Instructions to follow.
Using the data below, gather each line that includes the word "paragraph".

---*---

#[cfg(test)]
mod tests {
    use chrono::Duration;

    use super::*;
    use crate::db::test_support::{article, open_repo};

    async fn legacy_topic_of(repo: &Repository, id: &'static str) -> i64 {
        repo.conn
            .call(move |conn| {
                Ok(conn.query_row(
                    "SELECT topic_id FROM articles WHERE article_id = ?1",
                    params![id],
                    |row| row.get(0),
                )?)
            })
            .await
            .unwrap()
    }

    async fn index_terms(repo: &Repository, id: &'static str) -> Vec<String> {
        repo.conn
            .call(move |conn| {
                let mut stmt = conn.prepare(
                    "SELECT DISTINCT search_term FROM search_index WHERE article_id = ?1 ORDER BY search_term",
                )?;
                let terms = stmt
                    .query_map(params![id], |row| row.get(0))?
                    .collect::<std::result::Result<Vec<String>, _>>()?;
                Ok(terms)
            })
            .await
            .unwrap()
    }

    #[tokio::test]
    async fn test_save_feed_replaces_topic_atomically() {
        let (_dir, repo) = open_repo(false).await;
        let now = Utc::now();
        repo.save_feed(
            "tech",
            vec![article("a1", "Alpha", now), article("a2", "Beta", now)],
        )
        .await
        .unwrap();
        repo.save_feed("tech", vec![article("b1", "Gamma", now)])
            .await
            .unwrap();

        let ids: Vec<String> = repo
            .load_feed("tech")
            .await
            .unwrap()
            .into_iter()
            .map(|a| a.article_id)
            .collect();
        assert_eq!(ids, vec!["b1"]);
    }

    #[tokio::test]
    async fn test_failed_save_feed_leaves_previous_state() {
        let (_dir, repo) = open_repo(false).await;
        let now = Utc::now();
        repo.save_feed("tech", vec![article("a1", "Alpha", now)])
            .await
            .unwrap();

        let result = repo
            .save_feed(
                "tech",
                vec![article("b1", "Gamma", now), article("  ", "Broken", now)],
            )
            .await;
        assert!(result.is_err());

        let ids: Vec<String> = repo
            .load_feed("tech")
            .await
            .unwrap()
            .into_iter()
            .map(|a| a.article_id)
            .collect();
        assert_eq!(ids, vec!["a1"]);
    }

    #[tokio::test]
    async fn test_save_articles_is_idempotent_upsert() {
        let (_dir, repo) = open_repo(false).await;
        let now = Utc::now();
        let mut first = article("a1", "Original headline", now);
        repo.save_articles(vec![first.clone()]).await.unwrap();
        first.content = "Rewritten body".to_string();
        let outcome = repo.save_articles(vec![first]).await.unwrap();
        assert_eq!(outcome, BatchOutcome { succeeded: 1, failed: 0 });

        let count: i64 = repo
            .conn
            .call(|conn| Ok(conn.query_row("SELECT COUNT(*) FROM articles", [], |row| row.get(0))?))
            .await
            .unwrap();
        assert_eq!(count, 1);
        let stored = repo.get_article("a1").await.unwrap();
        assert_eq!(stored.content, "Rewritten body");
        assert_eq!(stored.topic, None);
    }

    #[tokio::test]
    async fn test_save_articles_counts_bad_records() {
        let (_dir, repo) = open_repo(false).await;
        let now = Utc::now();
        let outcome = repo
            .save_articles(vec![article("a1", "Fine", now), article("", "No id", now)])
            .await
            .unwrap();
        assert_eq!(outcome, BatchOutcome { succeeded: 1, failed: 1 });
    }

    #[tokio::test]
    async fn test_save_articles_rolls_back_failed_row() {
        let (_dir, repo) = open_repo(false).await;
        // Fails the index write, after the article row is already upserted.
        repo.execute_raw(
            "CREATE TRIGGER reject_bad_index BEFORE INSERT ON search_index
             WHEN NEW.article_id = 'bad'
             BEGIN SELECT RAISE(ABORT, 'index rejected'); END;",
        )
        .await
        .unwrap();

        let now = Utc::now();
        let outcome = repo
            .save_articles(vec![article("bad", "Broken row", now), article("good", "Fine row", now)])
            .await
            .unwrap();
        assert_eq!(outcome, BatchOutcome { succeeded: 1, failed: 1 });

        assert!(repo.get_article("bad").await.unwrap_err().is_not_found());
        assert_eq!(repo.get_article("good").await.unwrap().title, "Fine row");
        let (bad_rows, good_rows): (i64, i64) = repo
            .conn
            .call(|conn| {
                Ok(conn.query_row(
                    "SELECT SUM(article_id = 'bad'), SUM(article_id = 'good') FROM search_index",
                    [],
                    |row| Ok((row.get(0)?, row.get(1)?)),
                )?)
            })
            .await
            .unwrap();
        assert_eq!(bad_rows, 0);
        assert!(good_rows > 0);
    }

    #[tokio::test]
    async fn test_old_articles_are_compressed_on_ingest() {
        let (_dir, repo) = open_repo(true).await;
        let old = Utc::now() - Duration::days(10);
        let mut input = article("a1", "Archive piece", old);
        input.content = "  First paragraph.\n\n\n\n\nSecond     paragraph.  ".to_string();
        repo.save_feed("history", vec![input]).await.unwrap();

        let (inline, compressed): (String, i64) = repo
            .conn
            .call(|conn| {
                Ok(conn.query_row(
                    "SELECT a.content, (SELECT COUNT(*) FROM compressed_content c WHERE c.article_id = a.article_id)
                     FROM articles a WHERE a.article_id = 'a1'",
                    [],
                    |row| Ok((row.get(0)?, row.get(1)?)),
                )?)
            })
            .await
            .unwrap();
        assert_eq!(inline, "");
        assert_eq!(compressed, 1);

        let loaded = repo.load_feed("history").await.unwrap();
        assert_eq!(loaded[0].content, "First paragraph.\n\n\nSecond  paragraph.");
    }

    #[tokio::test]
    async fn test_fresh_articles_stay_inline() {
        let (_dir, repo) = open_repo(true).await;
        repo.save_feed("news", vec![article("a1", "Today", Utc::now())])
            .await
            .unwrap();
        let stats = repo.stats().await.unwrap();
        assert_eq!(stats.compressed_articles, 0);
        assert_eq!(stats.uncompressed_articles, 1);
    }

    #[tokio::test]
    async fn test_reindex_drops_old_terms() {
        let (_dir, repo) = open_repo(false).await;
        let now = Utc::now();
        let mut input = article("a1", "Volcano eruption", now);
        input.description = String::new();
        input.content = String::new();
        repo.save_articles(vec![input.clone()]).await.unwrap();
        assert!(index_terms(&repo, "a1").await.contains(&"volcano".to_string()));

        input.title = "Glacier retreat".to_string();
        repo.save_articles(vec![input]).await.unwrap();
        let terms = index_terms(&repo, "a1").await;
        assert!(!terms.contains(&"volcano".to_string()));
        assert!(terms.contains(&"glacier".to_string()));
    }

    #[tokio::test]
    async fn test_assignment_first_topic_wins_legacy_column() {
        let (_dir, repo) = open_repo(false).await;
        let now = Utc::now();
        repo.save_articles(vec![article("a1", "Shared story", now)])
            .await
            .unwrap();
        assert_eq!(legacy_topic_of(&repo, "a1").await, SENTINEL_TOPIC_ID);

        let first = repo
            .assign_articles_to_topic("science", vec!["a1".into(), "ghost".into()])
            .await
            .unwrap();
        assert_eq!(first, BatchOutcome { succeeded: 1, failed: 1 });
        let science = repo.require_topic("science").await.unwrap();
        assert_eq!(legacy_topic_of(&repo, "a1").await, science.id);

        repo.assign_articles_to_topic("climate", vec!["a1".into()])
            .await
            .unwrap();
        repo.assign_articles_to_topic("climate", vec!["a1".into()])
            .await
            .unwrap();
        assert_eq!(legacy_topic_of(&repo, "a1").await, science.id);

        assert_eq!(repo.load_feed("science").await.unwrap().len(), 1);
        assert_eq!(repo.load_feed("climate").await.unwrap().len(), 1);
    }

    #[tokio::test]
    async fn test_remove_article_from_topic_repoints_legacy_owner() {
        let (_dir, repo) = open_repo(false).await;
        let now = Utc::now();
        repo.save_articles(vec![article("a1", "Shared story", now)])
            .await
            .unwrap();
        repo.add_article_to_topic("a1", "science").await.unwrap();
        repo.add_article_to_topic("a1", "climate").await.unwrap();

        assert!(repo.remove_article_from_topic("a1", "science").await.unwrap());
        let climate = repo.require_topic("climate").await.unwrap();
        assert_eq!(legacy_topic_of(&repo, "a1").await, climate.id);

        assert!(repo.remove_article_from_topic("a1", "climate").await.unwrap());
        assert_eq!(legacy_topic_of(&repo, "a1").await, SENTINEL_TOPIC_ID);
        assert!(!repo.remove_article_from_topic("a1", "climate").await.unwrap());

        let err = repo.add_article_to_topic("missing", "climate").await.unwrap_err();
        assert!(err.is_not_found());
    }
}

---*---

Your solution.
        input.content = "  First paragraph.\n\n\n\n\nSecond     paragraph.  ".to_string();
        assert_eq!(loaded[0].content, "First paragraph.\n\n\nSecond  paragraph.");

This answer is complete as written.